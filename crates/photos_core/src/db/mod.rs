//! SQLite storage bootstrap for snapshot files.
//!
//! # Responsibility
//! - Open and configure SQLite connections used to write or read snapshots.
//! - Apply schema migrations in deterministic order.
//!
//! # Invariants
//! - Schema version is tracked via `PRAGMA user_version`.
//! - A snapshot is only read when its schema version matches this binary.

use std::error::Error;
use std::fmt::{Display, Formatter};

pub mod migrations;
mod open;

pub use open::{open_db, open_db_in_memory, open_db_read_only};

pub type DbResult<T> = Result<T, DbError>;

#[derive(Debug)]
pub enum DbError {
    Sqlite(rusqlite::Error),
    UnsupportedSchemaVersion {
        db_version: u32,
        latest_supported: u32,
    },
    /// The file has no snapshot schema (`user_version` is 0).
    MissingSchema,
}

impl Display for DbError {
    fn fmt(&self, f: &mut Formatter<'_>) -> std::fmt::Result {
        match self {
            Self::Sqlite(err) => write!(f, "{err}"),
            Self::UnsupportedSchemaVersion {
                db_version,
                latest_supported,
            } => write!(
                f,
                "snapshot schema version {db_version} is not supported (expected {latest_supported})"
            ),
            Self::MissingSchema => write!(f, "file does not contain a photo library snapshot"),
        }
    }
}

impl Error for DbError {
    fn source(&self) -> Option<&(dyn Error + 'static)> {
        match self {
            Self::Sqlite(err) => Some(err),
            Self::UnsupportedSchemaVersion { .. } | Self::MissingSchema => None,
        }
    }
}

impl From<rusqlite::Error> for DbError {
    fn from(value: rusqlite::Error) -> Self {
        Self::Sqlite(value)
    }
}
//! Snapshot persistence for the model tree.
//!
//! # Responsibility
//! - Map the in-memory tree to snapshot tables and back.
//! - Own the file-level load/save policy (`UserManager::load_from_file`,
//!   `UserManager::save_to_file`).
//!
//! # Invariants
//! - Snapshot writes never leave a partially written target file.
//! - Loading never fails the caller; causes are logged and an empty tree is
//!   returned instead.

pub mod snapshot_file;
pub mod snapshot_repo;
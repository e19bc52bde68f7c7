//! Photo domain model.
//!
//! # Responsibility
//! - Bind a photo to its backing file by normalized absolute path.
//! - Hold the user-editable caption and tag set.
//!
//! # Invariants
//! - `path` is absolute, lexically normalized, and never changes.
//! - Equality and hashing use `path` only.
//! - `tags` never holds two tags that compare equal.
//! - `caption` is always stored trimmed.

use super::error::{ModelError, ModelResult};
use super::tag::Tag;
use chrono::{DateTime, Local};
use serde::Serialize;
use std::hash::{Hash, Hasher};
use std::path::{Component, Path, PathBuf};

const CAPTURED_AT_FORMAT: &str = "%Y-%m-%d %H:%M:%S";

#[derive(Debug, Clone, Serialize)]
pub struct Photo {
    #[serde(serialize_with = "super::serialize_path_lossy")]
    path: PathBuf,
    caption: String,
    captured_at: Option<DateTime<Local>>,
    tags: Vec<Tag>,
}

impl Photo {
    /// Creates a photo for an existing file.
    ///
    /// The capture timestamp is read from the file's last-modified time.
    ///
    /// # Errors
    /// - `InvalidArgument` when `path` is blank.
    /// - `Io` when the file does not exist or its metadata cannot be read.
    pub fn new(path: impl AsRef<Path>) -> ModelResult<Self> {
        let raw = path.as_ref();
        if raw.as_os_str().to_string_lossy().trim().is_empty() {
            return Err(ModelError::InvalidArgument { field: "photo path" });
        }

        let path = normalize_path(raw)?;
        let mut photo = Self {
            path,
            caption: String::new(),
            captured_at: None,
            tags: Vec::new(),
        };
        photo.refresh_captured_at()?;
        Ok(photo)
    }

    /// Rebuilds a photo from persisted fields without touching the filesystem.
    pub(crate) fn restore(
        path: PathBuf,
        caption: &str,
        captured_at: Option<DateTime<Local>>,
    ) -> Self {
        Self {
            path,
            caption: caption.trim().to_string(),
            captured_at,
            tags: Vec::new(),
        }
    }

    /// Re-reads the backing file's last-modified time.
    pub fn refresh_captured_at(&mut self) -> ModelResult<()> {
        let metadata =
            std::fs::metadata(&self.path).map_err(|err| ModelError::io(&self.path, err))?;
        let modified = metadata
            .modified()
            .map_err(|err| ModelError::io(&self.path, err))?;
        self.captured_at = Some(DateTime::<Local>::from(modified));
        Ok(())
    }

    pub fn path(&self) -> &Path {
        &self.path
    }

    pub fn caption(&self) -> &str {
        &self.caption
    }

    /// Stores the trimmed caption; an empty string clears it.
    pub fn set_caption(&mut self, caption: &str) {
        self.caption = caption.trim().to_string();
    }

    pub fn captured_at(&self) -> Option<DateTime<Local>> {
        self.captured_at
    }

    /// `yyyy-MM-dd HH:mm:ss` in local time, or an empty string without a date.
    pub fn formatted_captured_at(&self) -> String {
        self.captured_at
            .map(|at| at.format(CAPTURED_AT_FORMAT).to_string())
            .unwrap_or_default()
    }

    pub fn tags(&self) -> &[Tag] {
        &self.tags
    }

    pub fn has_tag(&self, tag: &Tag) -> bool {
        self.tags.contains(tag)
    }

    /// Adds `tag` unless an equal tag is already attached.
    pub fn add_tag(&mut self, tag: Tag) -> bool {
        if self.has_tag(&tag) {
            return false;
        }
        self.tags.push(tag);
        true
    }

    pub fn remove_tag(&mut self, tag: &Tag) -> bool {
        match self.tags.iter().position(|existing| existing == tag) {
            Some(index) => {
                self.tags.remove(index);
                true
            }
            None => false,
        }
    }
}

impl PartialEq for Photo {
    fn eq(&self, other: &Self) -> bool {
        self.path == other.path
    }
}

impl Eq for Photo {}

impl Hash for Photo {
    fn hash<H: Hasher>(&self, state: &mut H) {
        self.path.hash(state);
    }
}

/// Makes `raw` absolute and folds `.`/`..` components without following links.
pub fn normalize_path(raw: &Path) -> ModelResult<PathBuf> {
    let absolute = std::path::absolute(raw).map_err(|err| ModelError::io(raw, err))?;
    let mut normalized = PathBuf::new();
    for component in absolute.components() {
        match component {
            Component::CurDir => {}
            Component::ParentDir => {
                normalized.pop();
            }
            other => normalized.push(other.as_os_str()),
        }
    }
    Ok(normalized)
}
//! Use-case services over the model tree.
//!
//! # Responsibility
//! - Expose the operations the presentation layer triggers.
//! - Persist the whole tree after each successful mutation.

pub mod library_service;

What to produce:
Word for word, copy out all the data given above.

Answer for the task:
filename crates/photos_core/src/db/mod.rs
//! SQLite storage bootstrap for snapshot files.
//!
//! # Responsibility
//! - Open and configure SQLite connections used to write or read snapshots.
//! - Apply schema migrations in deterministic order.
//!
//! # Invariants
//! - Schema version is tracked via `PRAGMA user_version`.
//! - A snapshot is only read when its schema version matches this binary.

use std::error::Error;
use std::fmt::{Display, Formatter};

pub mod migrations;
mod open;

pub use open::{open_db, open_db_in_memory, open_db_read_only};

pub type DbResult<T> = Result<T, DbError>;

#[derive(Debug)]
pub enum DbError {
    Sqlite(rusqlite::Error),
    UnsupportedSchemaVersion {
        db_version: u32,
        latest_supported: u32,
    },
    /// The file has no snapshot schema (`user_version` is 0).
    MissingSchema,
}

impl Display for DbError {
    fn fmt(&self, f: &mut Formatter<'_>) -> std::fmt::Result {
        match self {
            Self::Sqlite(err) => write!(f, "{err}"),
            Self::UnsupportedSchemaVersion {
                db_version,
                latest_supported,
            } => write!(
                f,
                "snapshot schema version {db_version} is not supported (expected {latest_supported})"
            ),
            Self::MissingSchema => write!(f, "file does not contain a photo library snapshot"),
        }
    }
}

impl Error for DbError {
    fn source(&self) -> Option<&(dyn Error + 'static)> {
        match self {
            Self::Sqlite(err) => Some(err),
            Self::UnsupportedSchemaVersion { .. } | Self::MissingSchema => None,
        }
    }
}

impl From<rusqlite::Error> for DbError {
    fn from(value: rusqlite::Error) -> Self {
        Self::Sqlite(value)
    }
}
//! Snapshot persistence for the model tree.
//!
//! # Responsibility
//! - Map the in-memory tree to snapshot tables and back.
//! - Own the file-level load/save policy (`UserManager::load_from_file`,
//!   `UserManager::save_to_file`).
//!
//! # Invariants
//! - Snapshot writes never leave a partially written target file.
//! - Loading never fails the caller; causes are logged and an empty tree is
//!   returned instead.

pub mod snapshot_file;
pub mod snapshot_repo;
repository e19bc52bde68f7c7
//! Photo domain model.
//!
//! # Responsibility
//! - Bind a photo to its backing file by normalized absolute path.
//! - Hold the user-editable caption and tag set.
//!
//! # Invariants
//! - `path` is absolute, lexically normalized, and never changes.
//! - Equality and hashing use `path` only.
//! - `tags` never holds two tags that compare equal.
//! - `caption` is always stored trimmed.

use super::error::{ModelError, ModelResult};
use super::tag::Tag;
use chrono::{DateTime, Local};
use serde::Serialize;
use std::hash::{Hash, Hasher};
use std::path::{Component, Path, PathBuf};

const CAPTURED_AT_FORMAT: &str = "%Y-%m-%d %H:%M:%S";

#[derive(Debug, Clone, Serialize)]
pub struct Photo {
    #[serde(serialize_with = "super::serialize_path_lossy")]
    path: PathBuf,
    caption: String,
    captured_at: Option<DateTime<Local>>,
    tags: Vec<Tag>,
}

impl Photo {
    /// Creates a photo for an existing file.
    ///
    /// The capture timestamp is read from the file's last-modified time.
    ///
    /// # Errors
    /// - `InvalidArgument` when `path` is blank.
    /// - `Io` when the file does not exist or its metadata cannot be read.
    pub fn new(path: impl AsRef<Path>) -> ModelResult<Self> {
        let raw = path.as_ref();
        if raw.as_os_str().to_string_lossy().trim().is_empty() {
            return Err(ModelError::InvalidArgument { field: "photo path" });
        }

        let path = normalize_path(raw)?;
        let mut photo = Self {
            path,
            caption: String::new(),
            captured_at: None,
            tags: Vec::new(),
        };
        photo.refresh_captured_at()?;
        Ok(photo)
    }

    /// Rebuilds a photo from persisted fields without touching the filesystem.
    pub(crate) fn restore(
        path: PathBuf,
        caption: &str,
        captured_at: Option<DateTime<Local>>,
    ) -> Self {
        Self {
            path,
            caption: caption.trim().to_string(),
            captured_at,
            tags: Vec::new(),
        }
    }

    /// Re-reads the backing file's last-modified time.
    pub fn refresh_captured_at(&mut self) -> ModelResult<()> {
        let metadata =
            std::fs::metadata(&self.path).map_err(|err| ModelError::io(&self.path, err))?;
        let modified = metadata
            .modified()
            .map_err(|err| ModelError::io(&self.path, err))?;
        self.captured_at = Some(DateTime::<Local>::from(modified));
        Ok(())
    }

    pub fn path(&self) -> &Path {
        &self.path
    }

    pub fn caption(&self) -> &str {
        &self.caption
    }

    /// Stores the trimmed caption; an empty string clears it.
    pub fn set_caption(&mut self, caption: &str) {
        self.caption = caption.trim().to_string();
    }

    pub fn captured_at(&self) -> Option<DateTime<Local>> {
        self.captured_at
    }

    /// `yyyy-MM-dd HH:mm:ss` in local time, or an empty string without a date.
    pub fn formatted_captured_at(&self) -> String {
        self.captured_at
            .map(|at| at.format(CAPTURED_AT_FORMAT).to_string())
            .unwrap_or_default()
    }

    pub fn tags(&self) -> &[Tag] {
        &self.tags
    }

    pub fn has_tag(&self, tag: &Tag) -> bool {
        self.tags.contains(tag)
    }

    /// Adds `tag` unless an equal tag is already attached.
    pub fn add_tag(&mut self, tag: Tag) -> bool {
        if self.has_tag(&tag) {
            return false;
        }
        self.tags.push(tag);
        true
    }

    pub fn remove_tag(&mut self, tag: &Tag) -> bool {
        match self.tags.iter().position(|existing| existing == tag) {
            Some(index) => {
                self.tags.remove(index);
                true
            }
            None => false,
        }
    }
}

impl PartialEq for Photo {
    fn eq(&self, other: &Self) -> bool {
        self.path == other.path
    }
}

impl Eq for Photo {}

impl Hash for Photo {
    fn hash<H: Hasher>(&self, state: &mut H) {
        self.path.hash(state);
    }
}

/// Makes `raw` absolute and folds `.`/`..` components without following links.
pub fn normalize_path(raw: &Path) -> ModelResult<PathBuf> {
    let absolute = std::path::absolute(raw).map_err(|err| ModelError::io(raw, err))?;
    let mut normalized = PathBuf::new();
    for component in absolute.components() {
        match component {
            Component::CurDir => {}
            Component::ParentDir => {
                normalized.pop();
            }
            other => normalized.push(other.as_os_str()),
        }
    }
    Ok(normalized)
}
//! Use-case services over the model tree.
//!
//! # Responsibility
//! - Expose the operations the presentation layer triggers.
//! - Persist the whole tree after each successful mutation.

pub mod library_service;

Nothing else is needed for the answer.